Jean-Louis Masson, mon amour…
Journaliste itinérant, glandeur influent, geek pistonné, autant de groupes nominaux qui tant bien que mal essaient de cadrer le mot blogueur. Estimons préalablement que cet article nommera « blogueur » toute personne à l’orthographe léchée et s’intéressant un tant soit peu à sa langue et à sa ligne éditoriale. Le support et le design peuvent être moches, peu importe, ici nous parlons de l’aura de la profession et du contenu généré par le bonhomme.
Le blogueur est en première estimation un particulier exerçant avec joie et allégresse son droit d’expression sur l’internet mondial. Il est même avéré que le blogueur est parfois un journaliste souhaitant ouvrir son propre espace d’expression, les deux fonctions n’étant pas impossibles à cumuler.
Cette même personne, libre et fière de son espace d’expression hurle avec joie sur les gens, distille bons conseils et colères avec une telle liberté de ton qu’il a, à force de travail et de coups d’éclats, acquis la réputation d’être une grande gueule.
Une grande gueule qui fait peur, et souvent fait trembler le vilain marketeux tapis dans l’ombre. La France étant ce qu’elle est, le blogueur est lu justement pour sa capacité à prendre position.
Ah ! Nouvel élément : le blogueur est lu. Riez sous le poids de l’évidence mon cher lecteur, n’empêche que cette information implique un nouveau pouvoir chez notre ami blogueur : celui de monétiser son espace. Le blogueur peut selon son éthique installer des publicités ou lier des partenariats commerciaux ayant pour conséquences de le rémunérer et lui permettant de financer son espace d’expression.
A ce stade là notre blogueur est lu et indépendant. Le mot indépendant implique qu’il n’est pas un gros vendu à la solde d’entreprises quelconques. Mine de rien nous venons d’écrémer les vendus et les illettrés, pour ne garder que la fine fleur des quelques zozos lus, autofinancés et informés qui de leur propres chefs et sans aucune possibilité de contrôle écrivent ce qui leur passe par la tête.
Pour le public, ce sont des influenceurs, des valeurs propres et sûres vers lesquelles se tourner lorsque les médias traditionnels souffrent d’un manque de confiance.
En somme nous sommes des emmerdeurs autogérés.
Imaginez que là tout de suite j’ai envie de me moquer publiquement d’un sénateur en prenant quelques minutes pour vous écrire un paragraphe. Et bien je peux, même que le fait de donner une opinion qui ne sent pas le politiquement correct m’amènera des lecteurs, et donc des clics sur mes publicités, ceci se traduisant par un financement de votre serviteur et par voie de conséquence…un encouragement à continuer d’écrire.

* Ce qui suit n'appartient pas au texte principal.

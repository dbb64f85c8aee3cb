// Copyright (c) 2022 MASSA LABS <info@massa.net>

//! Tangle node: an in-memory tangle served by the tip selection engine.
//! Runs until interrupted, periodically reporting tip and lag statistics.

#![warn(unused_crate_dependencies)]

mod settings;

use crate::settings::{build_tangle_settings, Settings};
use anyhow::Context;
use crossbeam_channel::{bounded, RecvTimeoutError};
use std::sync::Arc;
use std::time::Duration;
use tangle_db_exports::TangleDbConfig;
use tangle_db_worker::MemoryTangle;
use tangle_tips::TipsCache;
use tangle_tipselection_worker::{
    start_recycler, start_tip_selection, LagCalculator, PermissiveLedgerValidator,
    RecentTransactionsGetter,
};
use tracing::{info, warn};
use tracing_subscriber::filter::LevelFilter;

fn level_filter(level: usize) -> LevelFilter {
    match level {
        0 => LevelFilter::ERROR,
        1 => LevelFilter::WARN,
        2 => LevelFilter::INFO,
        3 => LevelFilter::DEBUG,
        _ => LevelFilter::TRACE,
    }
}

fn run(settings: Settings) -> anyhow::Result<()> {
    let db = Arc::new(MemoryTangle::new(TangleDbConfig {
        min_weight_magnitude: settings.tangle.min_weight_magnitude,
    }));
    let tips = Arc::new(TipsCache::new(settings.tangle.tips_capacity, db.clone()));

    let tip_selector = start_tip_selection(
        settings.tip_selection.clone(),
        db.clone(),
        tips.clone(),
        Arc::new(PermissiveLedgerValidator),
    )
    .context("could not start tip selection")?;
    let mut recycler_manager = start_recycler(settings.recycler.clone(), db.clone(), tips.clone())
        .context("could not start the database recycler")?;
    let lag_calculator = LagCalculator::new(
        RecentTransactionsGetter::new(db.clone(), tips.clone()),
        settings.stats.lag_sample_size,
    );

    let (stop_sender, stop_receiver) = bounded(1);
    ctrlc::set_handler(move || {
        let _ = stop_sender.try_send(());
    })
    .context("could not install the interrupt handler")?;
    info!("node started");

    let stats_interval = Duration::from_millis(settings.stats.interval_ms);
    loop {
        match stop_receiver.recv_timeout(stats_interval) {
            Ok(()) => {
                info!("interrupt signal received");
                break;
            }
            Err(RecvTimeoutError::Disconnected) => break,
            Err(RecvTimeoutError::Timeout) => {}
        }
        match lag_calculator.median_arrival_lag() {
            Ok(Some(lag)) => info!("median arrival lag: {} s", lag),
            Ok(None) => info!("median arrival lag: no recent transaction"),
            Err(err) => warn!("could not compute the arrival lag: {}", err),
        }
        info!(
            "tips: {} solid, {} non-solid, {} transactions stored",
            tips.solid_size(),
            tips.non_solid_size(),
            db.len()
        );
        match tip_selector.get_transactions_to_approve(None) {
            Ok(selected) => info!(
                "current tips to approve: trunk {}, branch {}",
                selected.trunk, selected.branch
            ),
            Err(err) => warn!("tip selection failed: {}", err),
        }
    }

    recycler_manager.stop();
    info!("node stopped");
    Ok(())
}

fn main() -> anyhow::Result<()> {
    let settings: Settings =
        build_tangle_settings("tangle-node", "TANGLE").context("could not load settings")?;

    use tracing_subscriber::prelude::*;
    let tracing_layer = tracing_subscriber::fmt::layer()
        .with_filter(level_filter(settings.logging.level));
    tracing_subscriber::registry().with(tracing_layer).init();

    run(settings)
}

Le sénateur en question s’appelle Jean-Louis Masson. Cet humble représentant du peuple souhaite que les blogueurs aient l’obligation de révéler leurs noms en signant leurs articles, loi à l’appui. Là, vous vous dites qu’il n’y a rien de plus normal que de signer et d’assumer ses écrits.
Erreur.
Il est important de comprendre que certains blogueurs ont fait le choix d’être anonymes et d’écrire leurs articles de telle sorte qu’ils ne parlent pas en tant que « M. Machin » mais en tant que citoyen lambda. Un bonhomme parmi tant d’autre auquel n’importe qui peut s’identifier.
Ici par exemple, même si une petite recherche sur gwaeron vous donnerait mon nom et mon âge, Il est presque certain que connaitre mon rôle dans la société changerait votre à priori lors de la lecture des articles.
Imaginez-vous en train de lire un blog de boulangerie tenue par un boulanger anonyme, et un autre blog tenu par un boulanger exhibant son nom et l’emplacement de sa boulangerie. Dans un cas nous sommes en présence de papotage boulangesque et dans l’autre cas nous sommes en présence de publicité se servant du format blog pour promouvoir des produits.
L’argument judiciaire sera amené par certain, prétextant qu’il est normal en république de connaitre l’identité d’un contrevenant à la loi. Sachez qu’il est extrêmement facile pour une force policière de faire pression sur l’hébergeur d’un blog pour connaitre l’identité de son propriétaire.
En somme en faisant signer leur article aux blogueurs, le législateur force le blogueur à modifier ses propos, sans quoi le public pourrait changer de regard envers lui. Il se pourrait même que le blogueur un peu trop chiant puisse se faire attaquer sur son lieu de travail ou dans la presse par un fanatique de la vengeance.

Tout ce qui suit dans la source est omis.